But how to get home? I was barefoot and wearing a light cotton robe over . . . well . . . nothing. So we called for a taxi, and when we walked into the lobby of our building — where a few people were still buzzing around the desk trying to find out who had been taken out in the ambulance — I held my head high, pointed to the big white dressing on my chin, and said, “You should see the other guy,” as I sashayed toward the elevator leaving them still wondering why I was barefoot and barely covered. I might have a scar on my chin for the rest of my life; but I saw no reason to sacrifice my dignity . . . or my sense of humor.

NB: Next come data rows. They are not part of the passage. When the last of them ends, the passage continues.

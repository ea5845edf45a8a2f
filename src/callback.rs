use std::hash::{Hash, Hasher};
use std::sync::Arc;

use uuid::Uuid;

/// An identified handler passed from a parent screen to a child.
///
/// Two callbacks are equal when their identifiers are, regardless of the closure, so view
/// states holding callbacks can still be compared.
pub struct Callback<V> {
    identifier: Uuid,
    handler: Arc<dyn Fn(V) + Send + Sync>,
}

impl<V> Callback<V> {
    pub fn new(handler: impl Fn(V) + Send + Sync + 'static) -> Self {
        Self::with_identifier(Uuid::new_v4(), handler)
    }

    pub fn with_identifier(identifier: Uuid, handler: impl Fn(V) + Send + Sync + 'static) -> Self {
        Self {
            identifier,
            handler: Arc::new(handler),
        }
    }

    pub fn identifier(&self) -> Uuid {
        self.identifier
    }

    pub fn call(&self, value: V) {
        (self.handler)(value)
    }
}

impl<V> Clone for Callback<V> {
    fn clone(&self) -> Self {
        Self {
            identifier: self.identifier,
            handler: Arc::clone(&self.handler),
        }
    }
}

impl<V> PartialEq for Callback<V> {
    fn eq(&self, other: &Self) -> bool {
        self.identifier == other.identifier
    }
}

impl<V> Eq for Callback<V> {}

impl<V> Hash for Callback<V> {
    fn hash<H: Hasher>(&self, state: &mut H) {
        self.identifier.hash(state);
    }
}

impl<V> std::fmt::Debug for Callback<V> {
    fn fmt(&self, f: &mut std::fmt::Formatter<'_>) -> std::fmt::Result {
        f.debug_struct("Callback")
            .field("identifier", &self.identifier)
            .finish_non_exhaustive()
    }
}

#[cfg(test)]
mod tests {
    use super::*;
    use parking_lot::Mutex;
    use std::collections::HashSet;

    #[test]
    fn call_forwards_value() {
        let seen = Arc::new(Mutex::new(Vec::new()));
        let sink = Arc::clone(&seen);
        let callback = Callback::new(move |v: u8| sink.lock().push(v));
        callback.call(1);
        callback.clone().call(2);
        assert_eq!(*seen.lock(), vec![1, 2]);
    }

    #[test]
    fn equality_is_by_identifier() {
        let id = Uuid::new_v4();
        let a = Callback::with_identifier(id, |_: ()| {});
        let b = Callback::with_identifier(id, |_: ()| panic!("never called"));
        let c = Callback::new(|_: ()| {});
        assert_eq!(a, b);
        assert_ne!(a, c);

        let set: HashSet<_> = [a, b, c].into_iter().collect();
        assert_eq!(set.len(), 2);
    }
}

But enough about me. Washington in the ‘60s was a visually wondrous place: a city of monuments, museums, restored Colonial townhomes, mansions, parks, tree-lined streets, and wide avenues. And it still is.
But about those avenues . . .
When French engineer Pierre Charles L’Enfant created the plan for the layout of the City of Washington, he designed the streets in a grid pattern, with north-south streets being numbered and east-west streets named alphabetically. So far, so good. But then he criss-crossed those squares with diagonal avenues, and further added circles where all of those streets and avenues intersected, thus creating spaces for his vision of park-like areas for the enjoyment of the city’s residents. Sounds lovely, doesn’t it? Sort of a miniature Paris. But Monsieur L’Enfant could not, in the late 18th Century, have foreseen the invention of the motor vehicle, or the volume of 20th Century traffic that would follow.
And I haven’t yet mentioned the fact that he divided the city into four quadrants: Northwest, Northeast, Southwest, Southeast, each with its own grid of numbered and lettered streets . . . and its share of those diagonal avenues. So that the same address can appear in four different parts of the city, and when giving someone an address, you have to remember to specify which quadrant you’re talking about. So there might be, for example, a 300 K Street, N.W., N.E., S.W. and S.E. The eastern and western halves of the city are divided by the U.S. Capitol Building complex, as are the northern and southern halves; so to the east of the Capitol are First Street, N.E. and First Street, S.E.; to the north are “A” Street, N.E. and “A” Street, N.W.; to the west of the Capitol . . . Oh, what the hell! Just look at a map.
And lest I forget: some of the longer of those avenues — which, by the way, are named after the 50 U.S. states — extend from one quadrant into another, such as Pennsylvania Avenue, N.W. and Pennsylvania Avenue, S.E., which just seems to skip right over the Capitol along the way. Now, add to all of this confusion the amount of rush-hour traffic on a normal weekday, and what have you got? I’ll tell you what you’ve got . . . you’ve got
TOTAL FREAKIN’ CHAOS!!!

The invention of the traffic light was supposed to have mitigated the problem of the circles, and in most cases it did. But there are exceptions, due in large part to the fact that the D.C. Department of Transportation (DDOT ) is solely comprised of human beings — who by their very nature are fallible, and sometimes apparently also a little bit crazy. My favorite example is the light located where northbound 23rd Street, N.W. is stopped short by Washington Circle, N.W., which is also the meeting place of K Street, N.W., New Hampshire Avenue, N.W., and the infamous Pennsylvania Avenue — also N.W. at this point. That particular light mostly stays red for 23rd Street, and only turns to a flashing green right-turn arrow when — now here’s the fun part — the traffic on the circle, which always has the right of way, also has a green light at that point; so the 23rd Street traffic is trying to feed into the onrush of cars from the left, while at the same time trying to ease into the proper lane for their right turns onto Pennsylvania Avenue, or K Street, or New Hampshire Avenue, or the other half of 23rd Street northbound, or all the way around to the other side of K Street, or 23rd Street southbound, or . . .
Whew! Get my point?
But wait — I’m not finished. Take that mental image of the city streets as a whole, and superimpose on it a snow storm — not a little storm, but a nor’easter of biblical proportions. And have that storm hit the city on January 19, 1961 — the day before the scheduled Inauguration of John F. Kennedy, when half of the political, social, industrial, and financial elite of America are set to converge upon the city en masse to attend that inaugural event and the formal balls and parties that go with it. Now picture people trying to get home from work in that mess, with thousands — literally, thousands — of them having to abandon their cars when they couldn’t make it up an icy hill, or had managed to slide into a telephone pole, or each other. Can you say “total gridlock”? I can — because I was stuck in it, along with those thousands of others.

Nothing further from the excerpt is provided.